Le 3 mars 1994, les requérants saisirent alors le Tribunal
constitutionnel d'un recours d'"amparo" sur le fondement du droit à un
procès équitable et des principes de la présomption d'innocence, de
non-discrimination et de légalité. Par décision (auto) du
26 septembre 1994, la haute juridiction rejeta le recours comme étant
dépourvu de base constitutionnelle et constata que les faits litigieux
étaient constitutifs de faute disciplinaire en vertu des
articles 6 par. 7 du décret-loi (real decreto-ley) 17/1977 du
4 mars 1977 et 125 par. 11 et 127 par. 3 du statut du personnel.
GRIEFS
1. Les requérants allèguent la violation de l'article 6 de la
Convention et estiment qu'ils n'ont pas bénéficié d'un procès
équitable. Ils se plaignent plus particulièrement de ne pas avoir été
informés des accusations portées contre eux, en violation de l'article
6 par. 3, le dossier disciplinaire ayant été ouvert collectivement à
l'encontre du comité de grève. Ils invoquent enfin en substance le
non-respect de la présomption d'innocence.

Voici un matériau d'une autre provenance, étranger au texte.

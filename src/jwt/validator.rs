//! Validator (spec §4.5): end-to-end JWT verification — prefix trim, header parse,
//! algorithm allow-list, kid lookup with rotation retry, signature check, then standard
//! claim validation with clock-skew tolerance.

use crate::error::RunnerError;
use crate::jwt::jwks::JwksClient;
use serde_json::Value;
use std::time::{Duration, SystemTime, UNIX_EPOCH};
use tracing::debug;

const COMPONENT: &str = "jwt.validator";

#[derive(Debug, Clone)]
pub struct ValidatorConfig {
    pub issuer: String,
    pub audience: String,
    pub allowed_algorithms: Vec<String>,
    pub clock_skew: Duration,
    pub token_prefix: String,
    pub required_claims: Vec<String>,
}

pub struct Validator {
    config: ValidatorConfig,
    jwks: JwksClient,
}

fn now_secs() -> i64 {
    SystemTime::now()
        .duration_since(UNIX_EPOCH)
        .unwrap_or_default()
        .as_secs() as i64
}

fn alg_from_str(alg: &str) -> Option<jsonwebtoken::Algorithm> {
    use jsonwebtoken::Algorithm::*;
    Some(match alg {
        "HS256" => HS256,
        "HS384" => HS384,
        "HS512" => HS512,
        "RS256" => RS256,
        "RS384" => RS384,
        "RS512" => RS512,
        "ES256" => ES256,
        "ES384" => ES384,
        "PS256" => PS256,
        "PS384" => PS384,
        "PS512" => PS512,
        _ => return None,
    })
}

impl Validator {
    pub fn new(config: ValidatorConfig, jwks: JwksClient) -> Self {
        Validator { config, jwks }
    }

    /// Verify `raw_token` end-to-end per spec §4.5; returns the decoded claim mapping.
    pub fn validate(&self, raw_token: &str) -> Result<Value, RunnerError> {
        let trimmed = raw_token
            .strip_prefix(self.config.token_prefix.as_str())
            .unwrap_or(raw_token)
            .trim();
        if trimmed.is_empty() {
            return Err(RunnerError::auth_failed(COMPONENT, "token empty"));
        }

        let header = jsonwebtoken::decode_header(trimmed)
            .map_err(|e| RunnerError::auth_failed(COMPONENT, format!("malformed header: {e}")))?;
        let header_alg = format!("{:?}", header.alg);
        if !self.config.allowed_algorithms.iter().any(|a| a == &header_alg) {
            return Err(RunnerError::auth_failed(
                COMPONENT,
                format!("unexpected signing method '{header_alg}'"),
            ));
        }

        let kid = header
            .kid
            .filter(|k| !k.is_empty())
            .ok_or_else(|| RunnerError::auth_failed(COMPONENT, "missing 'kid' in token header"))?;

        let key = match self.jwks.get_key(&kid) {
            Ok(k) => k,
            Err(_) => {
                debug!(kid = %kid, "validator: key miss, triggering refresh");
                self.jwks.refresh()?;
                self.jwks.get_key(&kid)?
            }
        };

        let alg = alg_from_str(&header_alg)
            .ok_or_else(|| RunnerError::auth_failed(COMPONENT, format!("unsupported algorithm '{header_alg}'")))?;

        // Disable jsonwebtoken's own claim checks; the spec's clock-skew semantics are
        // applied manually below so boundary behavior is exact.
        let mut validation = jsonwebtoken::Validation::new(alg);
        validation.validate_exp = false;
        validation.validate_nbf = false;
        validation.validate_aud = false;
        validation.required_spec_claims.clear();

        let decoded: jsonwebtoken::TokenData<Value> = jsonwebtoken::decode(trimmed, &key, &validation)
            .map_err(|e| RunnerError::auth_failed(COMPONENT, format!("signature verification failed: {e}")))?;
        let claims = decoded.claims;

        self.check_standard_claims(&claims)?;
        for name in &self.config.required_claims {
            if claims.get(name).is_none() {
                return Err(RunnerError::auth_failed(
                    COMPONENT,
                    format!("missing required claim '{name}'"),
                ));
            }
        }

        Ok(claims)
    }

    /// Stop the underlying JWKS background refresher. Idempotent.
    pub fn close(&self) {
        self.jwks.close();
    }

    fn check_standard_claims(&self, claims: &Value) -> Result<(), RunnerError> {
        let skew = self.config.clock_skew.as_secs() as i64;
        let now = now_secs();

        let iss = claims.get("iss").and_then(|v| v.as_str());
        if iss != Some(self.config.issuer.as_str()) {
            return Err(RunnerError::auth_failed(COMPONENT, "issuer mismatch"));
        }

        let audience_matches = match claims.get("aud") {
            Some(Value::String(a)) => a == &self.config.audience,
            Some(Value::Array(items)) => items
                .iter()
                .any(|v| v.as_str() == Some(self.config.audience.as_str())),
            _ => false,
        };
        if !audience_matches {
            return Err(RunnerError::auth_failed(COMPONENT, "audience mismatch"));
        }

        let exp = claims
            .get("exp")
            .and_then(|v| v.as_i64())
            .ok_or_else(|| RunnerError::auth_failed(COMPONENT, "missing 'exp' claim"))?;
        if now > exp + skew {
            return Err(RunnerError::auth_failed(COMPONENT, "expired"));
        }

        if let Some(nbf) = claims.get("nbf").and_then(|v| v.as_i64()) {
            if now < nbf - skew {
                return Err(RunnerError::auth_failed(COMPONENT, "token not yet valid"));
            }
        }

        if let Some(iat) = claims.get("iat").and_then(|v| v.as_i64()) {
            if now < iat - skew {
                return Err(RunnerError::auth_failed(COMPONENT, "token issued in the future"));
            }
        }

        Ok(())
    }
}
//! Compress handler (spec §4.3.4): gzip via `flate2`, zstd via the `zstd` crate, with the
//! `level` → encoder-tier mapping spec'd for zstd and pass-through validation for gzip.

use crate::error::RunnerError;
use crate::format::{parse_options, ExecContext, FormatOperation, OperationHandler};
use crate::message::Message;
use flate2::read::{GzDecoder, GzEncoder};
use flate2::Compression;
use serde::Deserialize;
use std::io::Read;

const COMPONENT: &str = "format.compress";

#[derive(Debug, Clone, Copy, PartialEq, Eq, Deserialize)]
#[serde(rename_all = "lowercase")]
pub enum Algorithm {
    Gzip,
    Zstd,
}

#[derive(Debug, Clone, Copy, PartialEq, Eq, Deserialize)]
#[serde(rename_all = "lowercase")]
pub enum Op {
    Compress,
    Decompress,
}

impl Default for Op {
    fn default() -> Self {
        Op::Compress
    }
}

#[derive(Debug, Clone, Deserialize)]
pub struct CompressOptions {
    pub algorithm: Algorithm,
    #[serde(default)]
    pub operation: Op,
    #[serde(default = "default_level")]
    pub level: i32,
}

fn default_level() -> i32 {
    6
}

/// `-1` → Fastest; `1..3` → Fastest; `4..6` → Default; `7..9` → BetterCompression;
/// anything else → Default. Matches the tiers `zstd::Encoder` actually honors.
fn zstd_level_for(level: i32) -> i32 {
    match level {
        -1 => 1,
        1..=3 => 1,
        4..=6 => 3,
        7..=9 => 9,
        _ => 3,
    }
}

pub struct CompressHandler;

impl OperationHandler for CompressHandler {
    fn name(&self) -> &'static str {
        "compress"
    }

    fn validate(&self, op: &FormatOperation) -> Result<(), RunnerError> {
        let opts: CompressOptions = parse_options(COMPONENT, &op.options)?;
        if !(-1..=9).contains(&opts.level) {
            return Err(RunnerError::validation_failed(
                COMPONENT,
                format!("level {} out of range [-1, 9]", opts.level),
            ));
        }
        Ok(())
    }

    fn execute(&self, _ctx: &ExecContext, msg: &mut Message, op: &FormatOperation) -> Result<(), RunnerError> {
        let opts: CompressOptions = parse_options(COMPONENT, &op.options)?;
        msg.data = match (opts.algorithm, opts.operation) {
            (Algorithm::Gzip, Op::Compress) => {
                let gzip_level = if opts.level == -1 {
                    Compression::default()
                } else {
                    Compression::new(opts.level as u32)
                };
                let mut encoder = GzEncoder::new(&msg.data[..], gzip_level);
                let mut out = Vec::new();
                encoder
                    .read_to_end(&mut out)
                    .map_err(|e| RunnerError::internal(COMPONENT, format!("gzip compress: {e}")))?;
                out
            }
            (Algorithm::Gzip, Op::Decompress) => {
                let mut decoder = GzDecoder::new(&msg.data[..]);
                let mut out = Vec::new();
                decoder
                    .read_to_end(&mut out)
                    .map_err(|e| RunnerError::parse_failed(COMPONENT, format!("gzip decompress: {e}")))?;
                out
            }
            (Algorithm::Zstd, Op::Compress) => {
                zstd::encode_all(&msg.data[..], zstd_level_for(opts.level))
                    .map_err(|e| RunnerError::internal(COMPONENT, format!("zstd compress: {e}")))?
            }
            (Algorithm::Zstd, Op::Decompress) => zstd::decode_all(&msg.data[..])
                .map_err(|e| RunnerError::parse_failed(COMPONENT, format!("zstd decompress: {e}")))?,
        };
        Ok(())
    }
}

#[cfg(test)]
mod tests {
    use super::*;
    use crate::format::{InputSource, OutputTarget};
    use serde_json::json;

    fn op(options: serde_json::Value) -> FormatOperation {
        FormatOperation {
            op_type: "compress".into(),
            input: InputSource::Data,
            output: OutputTarget::Data,
            options,
        }
    }

    fn ctx() -> ExecContext {
        ExecContext {
            deadline: std::time::Instant::now() + std::time::Duration::from_secs(5),
        }
    }

    #[test]
    fn zstd_round_trip_shrinks_repetitive_payload() {
        let handler = CompressHandler;
        let original = "This is a test string that repeats. "
            .repeat(36_000 / 37)
            .into_bytes();
        let compress_op = op(json!({ "algorithm": "zstd", "operation": "compress" }));
        let mut msg = Message::new(b"1".to_vec()).with_data(original.clone());
        handler.execute(&ctx(), &mut msg, &compress_op).unwrap();
        assert!(msg.data.len() < original.len());
        let decompress_op = op(json!({ "algorithm": "zstd", "operation": "decompress" }));
        handler.execute(&ctx(), &mut msg, &decompress_op).unwrap();
        assert_eq!(msg.data, original);
    }

    #[test]
    fn gzip_round_trip() {
        let handler = CompressHandler;
        let original = b"gzip round trip payload".to_vec();
        let compress_op = op(json!({ "algorithm": "gzip", "operation": "compress", "level": 9 }));
        let mut msg = Message::new(b"1".to_vec()).with_data(original.clone());
        handler.execute(&ctx(), &mut msg, &compress_op).unwrap();
        let decompress_op = op(json!({ "algorithm": "gzip", "operation": "decompress" }));
        handler.execute(&ctx(), &mut msg, &decompress_op).unwrap();
        assert_eq!(msg.data, original);
    }

    #[test]
    fn level_out_of_range_fails_validation() {
        let handler = CompressHandler;
        let operation = op(json!({ "algorithm": "gzip", "level": 42 }));
        assert!(handler.validate(&operation).is_err());
    }
}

2. Invoquant l'article 7 de la Convention, les requérants se
plaignent d'avoir été condamnés pour des faits qui ne sont pas
constitutifs d'infraction selon les statuts du personnel soignant et
non soignant de la Sécurité sociale.
3. Les requérants se plaignent d'une atteinte au droit à la liberté
syndicale, en violation de l'article 11 de la Convention. Ils font
savoir que tous les travailleurs sanctionnés étaient, comme eux, des
membres du comité de grève et estiment que cela démontre que les
sanctions étaient en fait dirigées contre le comité lui-même.
4. Invoquant l'article 14 de la Convention en combinaison avec les
articles 6 par. 1 et 7 de la Convention, les requérants allèguent
encore la violation du principe de non-discrimination dans la mesure
où ils ont été sanctionnés en tant que personnel soignant membre du
comité de grève alors que les sanctions infligées au personnel non
soignant faisant également partie dudit comité ont été annulées. Ils
soutiennent que les charges furent retenues contre tous les membres du
comité et font valoir que la procédure elle-même, l'assistance
juridique, la résolution finale et les sanctions étaient les mêmes pour
tous les travailleurs concernés.
EN DROIT
1. Les requérants se plaignent qu'ils n'ont pas bénéficié d'un
procès équitable dans le respect des droits de la défense et
considèrent que le principe de la présomption d'innocence n'a pas été
respecté en l'espèce. Ils invoquent l'article 6 par. 1, 2 et 3 a)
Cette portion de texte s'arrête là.